BioEnergy Research, 2014, Volume 7, Issue 2, pp 681-692.
S. B. Ghugare, S. Tiwary, V. Elangovan, S. S. Tambe.
Artificial Intelligence Systems Group, Chemical Engineering & Process Development Division, National Chemical Laboratory, Dr. Homi Bhabha Road, Pashan, Pune, 411 008, India and
Chemical Engg. Department, National Institute of Technology (NIT), Tiruchirapalli, India.
The higher heating value (HHV) is an important property defining the energy content of biomass fuels. A number of proximate and/or ultimate analysis based predominantly linear correlations have been proposed for predicting the HHV of biomass fuels. A scrutiny of the relationships between the constituents of the proximate and ultimate analyses and the corresponding HHVs suggests that all relationships are not linear and thus nonlinear models may be more appropriate. Accordingly, a novel artificial intelligence (AI) formalism, namely genetic programming (GP) has been employed for the first time for developing two biomass HHV prediction models, respectively using the constituents of the proximate and ultimate analyses as the model inputs. The prediction and generalization performance of these models was compared rigorously with the corresponding multilayer perceptron (MLP) neural network based as also currently available high-performing linear and nonlinear HHV models. This comparison reveals that the HHV prediction performance of the GP and MLP models is consistently better than that of their existing linear and/or nonlinear counterparts. Specifically, the GP- and MLP-based models exhibit an excellent overall prediction accuracy and generalization performance with high (>0.95) magnitudes of the coefficient of correlation and low (<4.5 %) magnitudes of mean absolute percentage error in respect of the experimental and model-predicted HHVs. It is also found that the proximate analysis-based GP model has outperformed all the existing high-performing linear biomass HHV prediction models. In the case of ultimate analysis-based HHV models, the MLP model has exhibited best prediction accuracy and generalization performance when compared with the existing linear and nonlinear models. The AI-based models introduced in this paper due to their excellent performance have the potential to replace the existing biomass HHV prediction models.

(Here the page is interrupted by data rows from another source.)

//! Multi-scale dense SIFT
//!
//! Descriptors are sampled on a regular grid at every configured bin size.
//! Each descriptor is a `num_spatial_bins x num_spatial_bins` grid of
//! orientation histograms with `num_orientation_bins` bins each (4x4x8 = 128
//! by default). Before sampling a scale the image is smoothed with
//! `sigma = bin_size / magnification`.

use super::filter::{gaussian_blur, gradient, Gradient, Plane};
use super::{Descriptor, FloatImage};
use crate::core::{PhowError, Result};
use log::debug;
use serde::{Deserialize, Serialize};
use std::f32::consts::PI;

/// Configuration for dense SIFT extraction
#[derive(Debug, Clone, PartialEq, Serialize, Deserialize)]
#[serde(default)]
pub struct DenseSiftConfig {
    /// Grid step in pixels
    pub step: usize,
    /// Spatial bin size in pixels, one pyramid scale per entry
    pub bin_sizes: Vec<usize>,
    /// Spatial bins per side of the descriptor window
    pub num_spatial_bins: usize,
    /// Orientation bins per spatial bin
    pub num_orientation_bins: usize,
    /// Ratio between bin size and smoothing scale
    pub magnification: f32,
}

impl Default for DenseSiftConfig {
    fn default() -> Self {
        Self {
            step: 3,
            bin_sizes: vec![4, 6, 8, 10],
            num_spatial_bins: 4,
            num_orientation_bins: 8,
            magnification: 6.0,
        }
    }
}

impl DenseSiftConfig {
    /// Validate parameter ranges
    pub fn validate(&self) -> Result<()> {
        if self.step == 0 {
            return Err(PhowError::InvalidParameter(
                "Grid step must be positive".to_string(),
            ));
        }
        if self.bin_sizes.is_empty() || self.bin_sizes.contains(&0) {
            return Err(PhowError::InvalidParameter(
                "Bin sizes must be a non-empty list of positive values".to_string(),
            ));
        }
        if self.num_spatial_bins == 0 || self.num_orientation_bins == 0 {
            return Err(PhowError::InvalidParameter(
                "Descriptor geometry must have at least one spatial and one orientation bin"
                    .to_string(),
            ));
        }
        if !(self.magnification > 0.0) {
            return Err(PhowError::InvalidParameter(format!(
                "Magnification must be positive, got: {}",
                self.magnification
            )));
        }
        Ok(())
    }

    /// Length of every descriptor vector
    pub fn descriptor_len(&self) -> usize {
        self.num_spatial_bins * self.num_spatial_bins * self.num_orientation_bins
    }

    /// Side length of the smallest descriptor window
    pub fn min_window(&self) -> usize {
        self.bin_sizes.iter().min().copied().unwrap_or(0) * self.num_spatial_bins
    }
}

/// Dense SIFT extractor over a pyramid of bin sizes
#[derive(Debug, Clone)]
pub struct DenseSift {
    config: DenseSiftConfig,
}

impl DenseSift {
    /// Create an extractor after validating the configuration
    pub fn new(config: DenseSiftConfig) -> Result<Self> {
        config.validate()?;
        Ok(Self { config })
    }

    pub fn config(&self) -> &DenseSiftConfig {
        &self.config
    }

    pub fn descriptor_len(&self) -> usize {
        self.config.descriptor_len()
    }

    /// Extract float descriptors whose contrast is at least `contrast_threshold`.
    ///
    /// Order is scale-major, then row-major over grid positions. Images smaller
    /// than the smallest window produce an empty list.
    pub fn extract(&self, image: &FloatImage, contrast_threshold: f32) -> Vec<Descriptor<f32>> {
        let base = Plane::from_image(image);
        let mut descriptors = Vec::new();

        for (scale, &bin_size) in self.config.bin_sizes.iter().enumerate() {
            let window = bin_size * self.config.num_spatial_bins;
            if window > base.width || window > base.height {
                continue;
            }

            let sigma = bin_size as f32 / self.config.magnification;
            // The source image is assumed to carry a blur of 0.5 already
            let smoothing = (sigma * sigma - 0.25).max(0.0).sqrt();
            let smoothed = gaussian_blur(&base, smoothing);
            let grad = gradient(&smoothed);

            let before = descriptors.len();
            for y0 in (0..=base.height - window).step_by(self.config.step) {
                for x0 in (0..=base.width - window).step_by(self.config.step) {
                    let (raw, contrast) = self.describe(&grad, x0, y0, bin_size);
                    if contrast < contrast_threshold {
                        continue;
                    }
                    let centre = (window as f32 - 1.0) / 2.0;
                    descriptors.push(Descriptor {
                        x: x0 as f32 + centre,
                        y: y0 as f32 + centre,
                        scale,
                        bin_size,
                        contrast,
                        vector: normalize_sift(raw),
                    });
                }
            }
            debug!(
                "Dense SIFT scale {} (bin size {}): {} descriptors",
                scale,
                bin_size,
                descriptors.len() - before
            );
        }

        descriptors
    }

    /// Extract descriptors quantized to bytes
    pub fn extract_bytes(&self, image: &FloatImage, contrast_threshold: f32) -> Vec<Descriptor<u8>> {
        self.extract(image, contrast_threshold)
            .into_iter()
            .map(|d| d.to_bytes())
            .collect()
    }

    /// Raw orientation histograms for the window at (x0, y0) and its mean
    /// gradient magnitude
    fn describe(&self, grad: &Gradient, x0: usize, y0: usize, bin_size: usize) -> (Vec<f32>, f32) {
        let nsb = self.config.num_spatial_bins;
        let nob = self.config.num_orientation_bins;
        let window = nsb * bin_size;
        let mut hist = vec![0.0f32; nsb * nsb * nob];
        let mut total = 0.0f32;

        for dy in 0..window {
            let row = (y0 + dy) * grad.width;
            let cell_y = dy / bin_size;
            for dx in 0..window {
                let idx = row + x0 + dx;
                let m = grad.magnitude[idx];
                if m <= 0.0 {
                    continue;
                }
                let cell_x = dx / bin_size;
                let o = grad.orientation[idx] * nob as f32 / (2.0 * PI);
                let o_floor = o.floor();
                let frac = o - o_floor;
                let b0 = (o_floor as usize) % nob;
                let b1 = (b0 + 1) % nob;

                let base = (cell_y * nsb + cell_x) * nob;
                hist[base + b0] += m * (1.0 - frac);
                hist[base + b1] += m * frac;
                total += m;
            }
        }

        (hist, total / (window * window) as f32)
    }
}

/// L2 normalize, clamp large components at 0.2, renormalize
fn normalize_sift(mut v: Vec<f32>) -> Vec<f32> {
    fn l2(v: &mut [f32]) {
        let norm = v.iter().map(|x| x * x).sum::<f32>().sqrt();
        if norm > f32::EPSILON {
            for x in v.iter_mut() {
                *x /= norm;
            }
        }
    }
    l2(&mut v);
    for x in v.iter_mut() {
        *x = x.min(0.2);
    }
    l2(&mut v);
    v
}

#[cfg(test)]
mod tests {
    use super::*;
    use crate::descriptor::image_from_fn;
    use approx::assert_relative_eq;

    fn stripes(w: u32, h: u32, period: u32, vertical: bool) -> FloatImage {
        image_from_fn(w, h, |x, y| {
            let t = if vertical { x } else { y };
            if (t / period) % 2 == 0 {
                0.9
            } else {
                0.1
            }
        })
    }

    fn small_config() -> DenseSiftConfig {
        DenseSiftConfig {
            step: 4,
            bin_sizes: vec![4, 6],
            ..DenseSiftConfig::default()
        }
    }

    #[test]
    fn test_default_config() {
        let config = DenseSiftConfig::default();
        assert_eq!(config.step, 3);
        assert_eq!(config.bin_sizes, vec![4, 6, 8, 10]);
        assert_eq!(config.descriptor_len(), 128);
        assert_eq!(config.min_window(), 16);
    }

    #[test]
    fn test_invalid_config() {
        let config = DenseSiftConfig {
            step: 0,
            ..DenseSiftConfig::default()
        };
        assert!(DenseSift::new(config).is_err());

        let config = DenseSiftConfig {
            bin_sizes: vec![],
            ..DenseSiftConfig::default()
        };
        assert!(DenseSift::new(config).is_err());
    }

    #[test]
    fn test_descriptor_count_and_order() {
        let sift = DenseSift::new(small_config()).unwrap();
        let image = stripes(40, 40, 3, true);
        let descriptors = sift.extract(&image, 0.0);

        // bin 4 -> window 16 -> positions 0,4,..,24 = 7 per axis
        // bin 6 -> window 24 -> positions 0,4,..,16 = 5 per axis
        assert_eq!(descriptors.len(), 7 * 7 + 5 * 5);

        // Scale-major ordering
        let first_large = descriptors.iter().position(|d| d.scale == 1).unwrap();
        assert_eq!(first_large, 49);
        assert!(descriptors[..49].iter().all(|d| d.scale == 0));

        for d in &descriptors {
            assert_eq!(d.vector.len(), 128);
        }
    }

    #[test]
    fn test_small_image_yields_no_descriptors() {
        let sift = DenseSift::new(small_config()).unwrap();
        let image = stripes(10, 30, 2, true);
        assert!(sift.extract(&image, 0.0).is_empty());
    }

    #[test]
    fn test_flat_image_is_dropped_by_contrast() {
        let sift = DenseSift::new(small_config()).unwrap();
        let image = image_from_fn(32, 32, |_, _| 0.5);
        assert!(sift.extract(&image, 0.005).is_empty());
    }

    #[test]
    fn test_extraction_is_deterministic() {
        let sift = DenseSift::new(small_config()).unwrap();
        let image = image_from_fn(36, 36, |x, y| ((x * 7 + y * 13) % 17) as f32 / 17.0);
        let a = sift.extract(&image, 0.001);
        let b = sift.extract(&image, 0.001);
        assert_eq!(a, b);
    }

    #[test]
    fn test_descriptors_are_unit_norm_and_clamped() {
        let sift = DenseSift::new(small_config()).unwrap();
        let image = stripes(32, 32, 4, false);
        for d in sift.extract(&image, 0.005) {
            let norm = d.vector.iter().map(|v| v * v).sum::<f32>().sqrt();
            assert_relative_eq!(norm, 1.0, epsilon = 1e-4);
        }
    }

    #[test]
    fn test_orientation_distinguishes_stripes() {
        let sift = DenseSift::new(small_config()).unwrap();
        let vertical = sift.extract(&stripes(32, 32, 4, true), 0.005);
        let horizontal = sift.extract(&stripes(32, 32, 4, false), 0.005);
        assert!(!vertical.is_empty() && !horizontal.is_empty());

        // Vertical stripes have horizontal gradients: energy in bins 0 and 4.
        // Horizontal stripes have vertical gradients: bins 2 and 6.
        let energy = |d: &Descriptor<f32>, bins: [usize; 2]| -> f32 {
            d.vector
                .chunks(8)
                .map(|cell| cell[bins[0]] + cell[bins[1]])
                .sum()
        };
        assert!(energy(&vertical[0], [0, 4]) > energy(&vertical[0], [2, 6]));
        assert!(energy(&horizontal[0], [2, 6]) > energy(&horizontal[0], [0, 4]));
    }

    #[test]
    fn test_byte_descriptors() {
        let sift = DenseSift::new(small_config()).unwrap();
        let image = stripes(32, 32, 4, true);
        let bytes = sift.extract_bytes(&image, 0.005);
        let floats = sift.extract(&image, 0.005);
        assert_eq!(bytes.len(), floats.len());
        assert!(bytes[0].vector.iter().any(|&b| b > 0));
    }
}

Solid biomass fuels (biofuels) form an important renewable energy source. The experimental estimation of the energy content of a biofuel in terms of higher heating value (HHV) is a tedious and time-consuming laboratory procedure. Thus, proximate and ultimate analysis based models have been developed for predicting HHV of solid biofuels (Figure 1a). The basic assumption underlying most of these models that there exist linear relationships between elements of the proximate/ultimate analyses and HHV, is not unambiguously supported by the corresponding experimental data (Figure 1b). Accordingly, this study has developed proximate/ultimate analysis based nonlinear models for HHV prediction using two artificial intelligence (AI) methods, namely genetic programming (GP) and multi-layer perceptron (MLP) neural networks (Figure 1c).
The novelty of this study is that GP-based models have been employed for the first time to predict HHV of biofuels. A special characteristic of GP is that it can search and optimize an appropriate linear or a nonlinear model that best fits a given set of data. For proximate as also ultimate analysis based models, GP has searched nonlinear forms for predicting HHV, thus indicating that these type of models are more suited than the earlier predominantly linear models. The GP and MLP-based nonlinear models developed in this study possess much better prediction and generalization performances when compared with all the earlier models. Also, a large and varied database consisting of proximate and ultimate analyses of 382 and 536 biofuels, respectively, has been used to develop the AI-based models thus giving them broader applicability. The HHV prediction models introduced in this paper, due to their excellent performance, possess a potential of replacing the existing models.
Figure 1: (a) status of existing models for the prediction of HHVs of solid biofuels, (b) nature of dependencies between some constituents of the proximate/ultimate analysis and HHV of solid biofuels, (c) nature of artificial intelligence based models developed for the prediction of biofuel HHVs.